- **Your instructions**: Go through the records below and report each line with "from" in it.

--- START ---

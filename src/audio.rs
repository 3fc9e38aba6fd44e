//! Sound cues for session events
//!
//! Procedurally described sound effects - no external files needed. The host
//! audio backend turns each [`Cue`] into an oscillator with a gain envelope.

use crate::settings::Settings;
use crate::sim::SessionEvent;

/// Sound effect types
#[derive(Debug, Clone, Copy, PartialEq, Eq)]
pub enum SoundEffect {
    /// Flower popped
    Pop,
    /// Round begins
    RoundStart,
    /// Round paused
    Pause,
    /// Round resumed
    Resume,
    /// Round ended
    RoundOver,
    /// Round ended on a new best score
    HighScore,
    /// Menu navigation
    UiClick,
}

/// Oscillator shape
#[derive(Debug, Clone, Copy, PartialEq, Eq)]
pub enum Waveform {
    Sine,
    Triangle,
    Square,
}

/// One oscillator sweep with an exponential decay envelope
#[derive(Debug, Clone, Copy, PartialEq)]
pub struct Tone {
    pub waveform: Waveform,
    pub start_hz: f32,
    pub end_hz: f32,
    pub duration_secs: f32,
    /// Peak gain before volume scaling
    pub peak: f32,
}

/// Pentatonic steps so rapid pops form a tune rather than one pitch
const POP_SCALE_HZ: [f32; 5] = [523.25, 587.33, 659.25, 783.99, 880.0];

impl SoundEffect {
    /// Map a session event to its sound, if it has one
    pub fn for_event(event: &SessionEvent) -> Option<Self> {
        match event {
            SessionEvent::FlowerPopped { .. } => Some(SoundEffect::Pop),
            SessionEvent::RoundStarted => Some(SoundEffect::RoundStart),
            SessionEvent::Paused => Some(SoundEffect::Pause),
            SessionEvent::Resumed => Some(SoundEffect::Resume),
            SessionEvent::RoundOver { new_best: true, .. } => Some(SoundEffect::HighScore),
            SessionEvent::RoundOver { .. } => Some(SoundEffect::RoundOver),
            // Round transitions already have their own sounds
            SessionEvent::ScreenChanged { from, to } => {
                (!from.in_round() && !to.in_round()).then_some(SoundEffect::UiClick)
            }
        }
    }

    /// Tone description. `variant` picks the pitch for pops.
    pub fn tone(&self, variant: u32) -> Tone {
        match self {
            SoundEffect::Pop => {
                let hz = POP_SCALE_HZ[variant as usize % POP_SCALE_HZ.len()];
                Tone {
                    waveform: Waveform::Sine,
                    start_hz: hz,
                    end_hz: hz * 1.5,
                    duration_secs: 0.12,
                    peak: 0.5,
                }
            }
            SoundEffect::RoundStart => Tone {
                waveform: Waveform::Triangle,
                start_hz: 330.0,
                end_hz: 660.0,
                duration_secs: 0.3,
                peak: 0.4,
            },
            SoundEffect::Pause => Tone {
                waveform: Waveform::Sine,
                start_hz: 440.0,
                end_hz: 220.0,
                duration_secs: 0.15,
                peak: 0.3,
            },
            SoundEffect::Resume => Tone {
                waveform: Waveform::Sine,
                start_hz: 220.0,
                end_hz: 440.0,
                duration_secs: 0.15,
                peak: 0.3,
            },
            SoundEffect::RoundOver => Tone {
                waveform: Waveform::Triangle,
                start_hz: 392.0,
                end_hz: 196.0,
                duration_secs: 0.6,
                peak: 0.5,
            },
            SoundEffect::HighScore => Tone {
                waveform: Waveform::Square,
                start_hz: 523.25,
                end_hz: 1046.5,
                duration_secs: 0.8,
                peak: 0.35,
            },
            SoundEffect::UiClick => Tone {
                waveform: Waveform::Square,
                start_hz: 800.0,
                end_hz: 800.0,
                duration_secs: 0.04,
                peak: 0.2,
            },
        }
    }
}

/// A sound ready to be played at `gain`
#[derive(Debug, Clone, Copy, PartialEq)]
pub struct Cue {
    pub effect: SoundEffect,
    pub tone: Tone,
    pub gain: f32,
}

/// Turns drained session events into cues at the player's volume
#[derive(Debug, Clone)]
pub struct AudioCues {
    sfx_gain: f32,
    muted: bool,
    pops: u32,
}

impl AudioCues {
    pub fn new(settings: &Settings) -> Self {
        Self {
            sfx_gain: settings.effective_sfx_volume(),
            muted: false,
            pops: 0,
        }
    }

    /// Pick up new volume settings
    pub fn apply_settings(&mut self, settings: &Settings) {
        self.sfx_gain = settings.effective_sfx_volume();
    }

    /// Mute/unmute all cues
    pub fn set_muted(&mut self, muted: bool) {
        self.muted = muted;
    }

    fn effective_volume(&self) -> f32 {
        if self.muted { 0.0 } else { self.sfx_gain }
    }

    /// Cues for this frame's events, in event order
    pub fn cues(&mut self, events: &[SessionEvent]) -> Vec<Cue> {
        let vol = self.effective_volume();
        let mut cues = Vec::new();
        for event in events {
            if matches!(event, SessionEvent::RoundStarted) {
                self.pops = 0;
            }
            let Some(effect) = SoundEffect::for_event(event) else {
                continue;
            };
            let variant = if effect == SoundEffect::Pop {
                self.pops = self.pops.wrapping_add(1);
                self.pops - 1
            } else {
                0
            };
            if vol <= 0.0 {
                continue;
            }
            let tone = effect.tone(variant);
            cues.push(Cue {
                effect,
                tone,
                gain: tone.peak * vol,
            });
        }
        cues
    }
}

#[cfg(test)]
mod tests {
    use super::*;
    use crate::Rgb;
    use crate::sim::SessionPhase;
    use glam::Vec2;

    fn popped(id: u32) -> SessionEvent {
        SessionEvent::FlowerPopped {
            id,
            pos: Vec2::ZERO,
            color: Rgb::default(),
        }
    }

    #[test]
    fn test_event_mapping() {
        assert_eq!(SoundEffect::for_event(&popped(1)), Some(SoundEffect::Pop));
        assert_eq!(
            SoundEffect::for_event(&SessionEvent::RoundOver {
                score: 3,
                new_best: true
            }),
            Some(SoundEffect::HighScore)
        );
        assert_eq!(
            SoundEffect::for_event(&SessionEvent::RoundOver {
                score: 3,
                new_best: false
            }),
            Some(SoundEffect::RoundOver)
        );
        let menu_move = SessionEvent::ScreenChanged {
            from: SessionPhase::Menu,
            to: SessionPhase::Credits,
        };
        assert_eq!(SoundEffect::for_event(&menu_move), Some(SoundEffect::UiClick));
        let round_start = SessionEvent::ScreenChanged {
            from: SessionPhase::Menu,
            to: SessionPhase::Playing,
        };
        assert_eq!(SoundEffect::for_event(&round_start), None);
    }

    #[test]
    fn test_pop_pitch_climbs_the_scale() {
        let mut audio = AudioCues::new(&Settings::default());
        let cues = audio.cues(&[popped(1), popped(2), popped(3)]);
        assert_eq!(cues.len(), 3);
        assert!(cues[0].tone.start_hz < cues[1].tone.start_hz);
        assert!(cues[1].tone.start_hz < cues[2].tone.start_hz);

        // A new round starts from the bottom again
        let cues = audio.cues(&[SessionEvent::RoundStarted, popped(4)]);
        assert_eq!(cues[1].tone.start_hz, POP_SCALE_HZ[0]);
    }

    #[test]
    fn test_volume_scaling_and_mute() {
        let settings = Settings {
            master_volume: 0.5,
            sfx_volume: 0.5,
            ..Default::default()
        };
        let mut audio = AudioCues::new(&settings);
        let cues = audio.cues(&[popped(1)]);
        assert!((cues[0].gain - 0.5 * 0.25).abs() < 1e-6);

        audio.set_muted(true);
        assert!(audio.cues(&[popped(2)]).is_empty());
    }
}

--- END ---

- **Answer to the problem**:
            SessionEvent::ScreenChanged { from, to } => {
                (!from.in_round() && !to.in_round()).then_some(SoundEffect::UiClick)
            from: SessionPhase::Menu,
            from: SessionPhase::Menu,
        // A new round starts from the bottom again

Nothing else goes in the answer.